## WHAT YOU ARE ASKED TO DO
Check each line of the entries below for the word "reversed", and copy out the ones that have it.

## RECORDS SHOWN
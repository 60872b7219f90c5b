//! Destroy step graph
//!
//! Each step declares only the steps it must run after. The execution order
//! is computed with Kahn's algorithm; among ready steps the one declared
//! first wins, so the order is deterministic.

use crate::error::TeardownError;
use crate::resource::ResourceType;
use serde::Serialize;
use std::collections::HashSet;
use std::fmt;

#[derive(Debug, Clone, Copy, PartialEq, Eq, Hash, PartialOrd, Ord, Serialize)]
#[serde(rename_all = "kebab-case")]
pub enum StepId {
    Instances,
    InstanceGroups,
    Disks,
    ServiceAccounts,
    PolicyBindings,
    Images,
    Dns,
    Buckets,
    Routes,
    Firewalls,
    Addresses,
    TargetPools,
    ForwardingRules,
    BackendServices,
    HealthChecks,
    HttpHealthChecks,
    InternalLoadBalancers,
    ExternalLoadBalancers,
    Routers,
    Subnetworks,
    Networks,
}

impl StepId {
    pub fn as_str(&self) -> &'static str {
        match self {
            Self::Instances => "instances",
            Self::InstanceGroups => "instance-groups",
            Self::Disks => "disks",
            Self::ServiceAccounts => "service-accounts",
            Self::PolicyBindings => "policy-bindings",
            Self::Images => "images",
            Self::Dns => "dns",
            Self::Buckets => "buckets",
            Self::Routes => "routes",
            Self::Firewalls => "firewalls",
            Self::Addresses => "addresses",
            Self::TargetPools => "target-pools",
            Self::ForwardingRules => "forwarding-rules",
            Self::BackendServices => "backend-services",
            Self::HealthChecks => "health-checks",
            Self::HttpHealthChecks => "http-health-checks",
            Self::InternalLoadBalancers => "internal-load-balancers",
            Self::ExternalLoadBalancers => "external-load-balancers",
            Self::Routers => "routers",
            Self::Subnetworks => "subnetworks",
            Self::Networks => "networks",
        }
    }

    /// Resource type whose pending set the step reports on.
    ///
    /// Load-balancer steps report on their anchors; the policy step has
    /// no resource type of its own.
    pub fn resource_type(&self) -> Option<ResourceType> {
        let resource_type = match self {
            Self::Instances => ResourceType::Instance,
            Self::InstanceGroups => ResourceType::InstanceGroup,
            Self::Disks => ResourceType::Disk,
            Self::ServiceAccounts => ResourceType::ServiceAccount,
            Self::PolicyBindings => return None,
            Self::Images => ResourceType::Image,
            Self::Dns => ResourceType::DnsZone,
            Self::Buckets => ResourceType::Bucket,
            Self::Routes => ResourceType::Route,
            Self::Firewalls => ResourceType::Firewall,
            Self::Addresses => ResourceType::Address,
            Self::TargetPools | Self::ExternalLoadBalancers => ResourceType::TargetPool,
            Self::ForwardingRules => ResourceType::ForwardingRule,
            Self::BackendServices | Self::InternalLoadBalancers => ResourceType::BackendService,
            Self::HealthChecks => ResourceType::HealthCheck,
            Self::HttpHealthChecks => ResourceType::HttpHealthCheck,
            Self::Routers => ResourceType::Router,
            Self::Subnetworks => ResourceType::Subnetwork,
            Self::Networks => ResourceType::Network,
        };
        Some(resource_type)
    }
}

impl fmt::Display for StepId {
    fn fmt(&self, f: &mut fmt::Formatter<'_>) -> fmt::Result {
        f.write_str(self.as_str())
    }
}

#[derive(Debug, Clone, Copy, PartialEq, Eq)]
pub struct StepNode {
    pub id: StepId,
    /// Steps that must complete earlier in every pass.
    pub after: &'static [StepId],
    /// Permission denied skips the step for the rest of the run.
    pub optional: bool,
}

const fn step(id: StepId, after: &'static [StepId]) -> StepNode {
    StepNode {
        id,
        after,
        optional: false,
    }
}

const fn optional(id: StepId, after: &'static [StepId]) -> StepNode {
    StepNode {
        id,
        after,
        optional: true,
    }
}

use StepId::*;

/// Every destroy step with its declared dependencies.
pub const STEPS: &[StepNode] = &[
    step(Instances, &[]),
    step(InstanceGroups, &[Instances]),
    step(Disks, &[Instances]),
    optional(ServiceAccounts, &[]),
    optional(PolicyBindings, &[ServiceAccounts]),
    step(Images, &[]),
    optional(Dns, &[]),
    optional(Buckets, &[]),
    step(Routes, &[Instances]),
    step(Firewalls, &[]),
    step(Addresses, &[]),
    step(TargetPools, &[Instances]),
    step(ForwardingRules, &[]),
    step(BackendServices, &[ForwardingRules, InstanceGroups]),
    step(HealthChecks, &[BackendServices]),
    step(HttpHealthChecks, &[TargetPools]),
    step(InternalLoadBalancers, &[InstanceGroups]),
    step(ExternalLoadBalancers, &[Instances]),
    step(Routers, &[]),
    step(
        Subnetworks,
        &[Instances, Routers, ForwardingRules, Addresses, InternalLoadBalancers],
    ),
    step(Networks, &[Subnetworks, Routes, Firewalls]),
];

/// Order `nodes` so every step follows the steps it declares in `after`.
///
/// Dependencies on steps absent from `nodes` are ignored, so a subset of
/// [`STEPS`] is a valid graph.
pub fn topological_order(nodes: &[StepNode]) -> Result<Vec<StepNode>, TeardownError> {
    let declared: HashSet<StepId> = nodes.iter().map(|n| n.id).collect();
    let mut placed: HashSet<StepId> = HashSet::new();
    let mut order = Vec::with_capacity(nodes.len());

    while order.len() < nodes.len() {
        let ready = nodes.iter().find(|node| {
            !placed.contains(&node.id)
                && node
                    .after
                    .iter()
                    .all(|dep| placed.contains(dep) || !declared.contains(dep))
        });

        match ready {
            Some(node) => {
                placed.insert(node.id);
                order.push(*node);
            }
            None => {
                let stuck: Vec<&str> = nodes
                    .iter()
                    .filter(|n| !placed.contains(&n.id))
                    .map(|n| n.id.as_str())
                    .collect();
                return Err(TeardownError::DependencyCycle(stuck.join(", ")));
            }
        }
    }

    Ok(order)
}

/// Steps in execution order.
#[derive(Debug, Clone)]
pub struct StepGraph {
    order: Vec<StepNode>,
}

impl StepGraph {
    pub fn new(nodes: &[StepNode]) -> Result<Self, TeardownError> {
        Ok(Self {
            order: topological_order(nodes)?,
        })
    }

    pub fn standard() -> Result<Self, TeardownError> {
        Self::new(STEPS)
    }

    pub fn order(&self) -> &[StepNode] {
        &self.order
    }

    pub fn ids(&self) -> Vec<StepId> {
        self.order.iter().map(|n| n.id).collect()
    }
}

#[cfg(test)]
mod tests {
    use super::*;

    fn position(order: &[StepId], id: StepId) -> usize {
        order.iter().position(|s| *s == id).unwrap()
    }

    #[test]
    fn test_standard_order_is_declaration_order() {
        let graph = StepGraph::standard().unwrap();
        let declared: Vec<StepId> = STEPS.iter().map(|n| n.id).collect();
        assert_eq!(graph.ids(), declared);
    }

    #[test]
    fn test_every_edge_is_respected_regardless_of_declaration() {
        let mut reversed: Vec<StepNode> = STEPS.to_vec();
        reversed.reverse();

        let order: Vec<StepId> = topological_order(&reversed)
            .unwrap()
            .into_iter()
            .map(|n| n.id)
            .collect();
        assert_eq!(order.len(), STEPS.len());

        for node in STEPS {
            for dep in node.after {
                assert!(
                    position(&order, *dep) < position(&order, node.id),
                    "{} must run after {}",
                    node.id,
                    dep
                );
            }
        }
    }

    #[test]
    fn test_cycle_is_rejected() {
        let nodes = [
            step(Instances, &[Networks]),
            step(Subnetworks, &[Instances]),
            step(Networks, &[Subnetworks]),
            step(Images, &[]),
        ];
        match topological_order(&nodes) {
            Err(TeardownError::DependencyCycle(stuck)) => {
                assert!(stuck.contains("networks"));
                assert!(!stuck.contains("images"));
            }
            other => panic!("expected a cycle, got {:?}", other),
        }
    }

    #[test]
    fn test_subset_ignores_missing_dependencies() {
        let nodes = [step(Networks, &[Subnetworks, Routes]), step(Instances, &[])];
        let order: Vec<StepId> = topological_order(&nodes)
            .unwrap()
            .into_iter()
            .map(|n| n.id)
            .collect();
        assert_eq!(order, vec![Networks, Instances]);
    }

    #[test]
    fn test_optional_steps() {
        let optional: Vec<StepId> = STEPS.iter().filter(|n| n.optional).map(|n| n.id).collect();
        assert_eq!(optional, vec![ServiceAccounts, PolicyBindings, Dns, Buckets]);
    }
}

## ANSWER SPACE
        let mut reversed: Vec<StepNode> = STEPS.to_vec();
        reversed.reverse();
        let order: Vec<StepId> = topological_order(&reversed)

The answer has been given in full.